Dr. Nattestad walked the attendees through the different types of diabetes and what some of the terms associated with the condition mean, such as HbA1c and blood glucose.

Dentists should measure patients' blood glucose levels, or lend their device to the patients so they take their own, he recommended. These devices can be purchased online for between $10 and $70, he noted.

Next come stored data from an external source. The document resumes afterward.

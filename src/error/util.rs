//! Utility functions for error handling
//!
//! File checks used when resolving on-disk artifacts. Each helper maps the
//! failure onto the matching [`RiskError`] variant so load failures name the
//! artifact that was missing or unreadable.

use std::fs;
use std::path::Path;

use serde::de::DeserializeOwned;

use crate::error::{ArtifactKind, Result, RiskError};

/// Check that a directory exists
pub fn validate_directory(path: &Path) -> Result<()> {
    if !path.is_dir() {
        return Err(RiskError::MissingArtifact {
            kind: ArtifactKind::Directory,
            path: path.to_path_buf(),
        });
    }
    Ok(())
}

/// Check that a regular file exists
pub fn validate_file(path: &Path, kind: ArtifactKind) -> Result<()> {
    if !path.is_file() {
        return Err(RiskError::MissingArtifact {
            kind,
            path: path.to_path_buf(),
        });
    }
    Ok(())
}

/// Read a file to string with the path attached to any IO error
pub fn safe_read_to_string(path: &Path) -> Result<String> {
    fs::read_to_string(path).map_err(|source| RiskError::Io {
        path: path.to_path_buf(),
        source,
    })
}

/// Read and deserialize a JSON artifact
///
/// # Arguments
/// * `path` - Location of the artifact
/// * `kind` - Which artifact is being read (for error context)
pub fn read_json<T: DeserializeOwned>(path: &Path, kind: ArtifactKind) -> Result<T> {
    let content = safe_read_to_string(path)?;
    serde_json::from_str(&content).map_err(|source| RiskError::Deserialize {
        kind,
        path: path.to_path_buf(),
        source,
    })
}
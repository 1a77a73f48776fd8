//! Canonical field definitions
//!
//! The master schema: every clinical field the predictor recognizes, its type
//! class after normalization and the default used when a request omits it.
//! Defaults are population-typical values so that an empty intake form still
//! produces a complete record.

use std::sync::LazyLock;

use rustc_hash::FxHashMap;

use crate::schema::{FieldDefinition, FieldValue};

static MASTER_SCHEMA: LazyLock<MasterSchema> = LazyLock::new(|| {
    MasterSchema::new(crate::canonical_fields![
        // Demographics
        "Age" => Numeric(0),
        "Sex" => Numeric("Female") as Sex,
        "sex" => Numeric("Female") as Sex,
        "Gender" => Numeric("Female") as Sex,
        "BMI" => Numeric(22.0),
        "Married" => Numeric("No") as YesNo,
        "work_type" => Categorical("Private"),
        "residence_type" => Categorical("Urban"),
        // Vitals
        "systolic_bp" => Numeric(120),
        "diastolic_bp" => Numeric(80),
        "resting_bp" => Numeric(120),
        "heart_rate" => Numeric(80),
        "max_hr" => Numeric(150),
        // Lipids and glucose
        "cholesterol" => Numeric(200),
        "LDL" => Numeric(100),
        "HDL" => Numeric(50),
        "triglycerides" => Numeric(150),
        "ldl_hdl_ratio" => Numeric(3.0),
        "glucose_level" => Numeric(90),
        "blood_sugar" => Numeric(90),
        "FBS" => Numeric(90),
        "fasting_bs" => Numeric(0) as YesNo,
        // Comorbidities and history
        "Hypertension" => Numeric(0) as YesNo,
        "hypertension" => Numeric(0) as YesNo,
        "diabetes" => Numeric(0) as YesNo,
        "heart_disease" => Numeric(0) as YesNo,
        "BP_Medications" => Numeric(0) as YesNo,
        "FH" => Numeric(0) as YesNo,
        "Family_History" => Categorical("No"),
        "smokes" => Numeric(0) as YesNo,
        "formerly_smoked" => Numeric(0) as YesNo,
        "cigsPerDay" => Numeric(0),
        "smoking_status" => Categorical("never smoked"),
        // Symptom and examination flags
        "Obesity" => Numeric("N"),
        "CRF" => Numeric("N"),
        "CVA" => Numeric("N"),
        "Airway disease" => Numeric("N"),
        "Thyroid Disease" => Numeric("N"),
        "CHF" => Numeric("N"),
        "DLP" => Numeric("N"),
        "Edema" => Numeric("N"),
        "Weak Peripheral Pulse" => Numeric("N"),
        "Lung rales" => Numeric("N"),
        "Systolic Murmur" => Numeric("N"),
        "Diastolic Murmur" => Numeric("N"),
        "Dyspnea" => Numeric("N"),
        "Function Class" => Numeric(0),
        "typical_angina" => Numeric("N"),
        "atypical_angina" => Numeric("N"),
        "non_anginal_pain" => Numeric("N"),
        "Exertional CP" => Numeric("N"),
        "LowTH Ang" => Numeric("N"),
        "exercise_angina" => Numeric("N") as YesNo,
        "chest_pain_type" => Categorical("NAP"),
        // ECG and echo
        "Q Wave" => Numeric("N"),
        "St Elevation" => Numeric("N"),
        "St Depression" => Numeric("N"),
        "Tinversion" => Numeric("N"),
        "LVH" => Numeric("N"),
        "Poor R Progression" => Numeric("N"),
        "BBB" => Categorical("None"),
        "resting_ecg" => Categorical("Normal"),
        "oldpeak" => Numeric(0.0),
        "st_slope" => Categorical("Up"),
        "EF-TTE" => Numeric(60),
        "Region RWMA" => Numeric(0),
        "VHD" => Categorical("N"),
        // Labs
        "CR" => Numeric(1.0),
        "BUN" => Numeric(15),
        "ESR" => Numeric(10),
        "HB" => Numeric(14.0),
        "K" => Numeric(4.0),
        "Na" => Numeric(140),
        "WBC" => Numeric(7000),
        "Lymph" => Numeric(30),
        "Neut" => Numeric(60),
        "PLT" => Numeric(250000),
        "CK-MB" => Numeric(2.5),
        "Troponin" => Numeric(0.01),
    ])
});

/// The master enumeration of canonical fields
#[derive(Debug, Clone)]
pub struct MasterSchema {
    fields: Vec<FieldDefinition>,
    index: FxHashMap<String, usize>,
}

impl MasterSchema {
    /// Create a schema from field definitions, keeping declaration order
    #[must_use]
    pub fn new(fields: Vec<FieldDefinition>) -> Self {
        let index = fields
            .iter()
            .enumerate()
            .map(|(i, field)| (field.name.clone(), i))
            .collect();
        Self { fields, index }
    }

    /// Look up a field by canonical name
    #[must_use]
    pub fn get(&self, name: &str) -> Option<&FieldDefinition> {
        self.index.get(name).map(|&i| &self.fields[i])
    }

    /// Whether `name` is a canonical field
    #[must_use]
    pub fn contains(&self, name: &str) -> bool {
        self.index.contains_key(name)
    }

    /// All fields in declaration order
    #[must_use]
    pub fn fields(&self) -> &[FieldDefinition] {
        &self.fields
    }

    /// Iterate over `(name, default)` pairs
    pub fn defaults(&self) -> impl Iterator<Item = (&str, &FieldValue)> {
        self.fields.iter().map(|f| (f.name.as_str(), &f.default))
    }

    /// Number of canonical fields
    #[must_use]
    pub fn len(&self) -> usize {
        self.fields.len()
    }

    /// Whether the schema declares no fields
    #[must_use]
    pub fn is_empty(&self) -> bool {
        self.fields.is_empty()
    }
}

/// The process-wide master schema
#[must_use]
pub fn master_schema() -> &'static MasterSchema {
    &MASTER_SCHEMA
}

When treating patients with either type of diabetes, Dr. Nattestad generally makes some treatment plan modifications:

  • Schedules morning appointments.
  • Advises normal medications and diet for patients before treatment.
  • Limits treatment duration.
  • Considers if antibiotic coverage is necessary.
  • Issues post-op diet instructions.
  • Admits the patient to the hospital for larger surgeries.
  • Consults with a physician.

When to postpone treatment

An audience member asked when a dentist should consider postponing elective treatment because of a patient's medical condition. Dr. Nattestad responded that he postpones treatment in patients with the following conditions:

  • Heart attack (known as an acute myocardial infarction or AMI) in the last few months
  • Stroke in the last few months
  • Uncontrolled diabetes
  • Blood pressure above 180/110 based on individual assessment
  • Undiagnosed and untreated chest pains

He related a story of a patient who came to him for dental work when the patient had experienced multiple recent strokes and told Dr. Nattestad that he was going back into the hospital as soon as he recovered from an illness. However, it took Dr. Nattestad some time to convince the patient that having dental treatment wasn't appropriate at that time and that he'd be happy to treat him when the patient had recovered.

A member of the audience then asked if Dr. Nattestad had been concerned about a potential lawsuit from deciding not to treat this patient.

"When you make a decision based on science, you'll never be accused of abandoning a patient," he replied.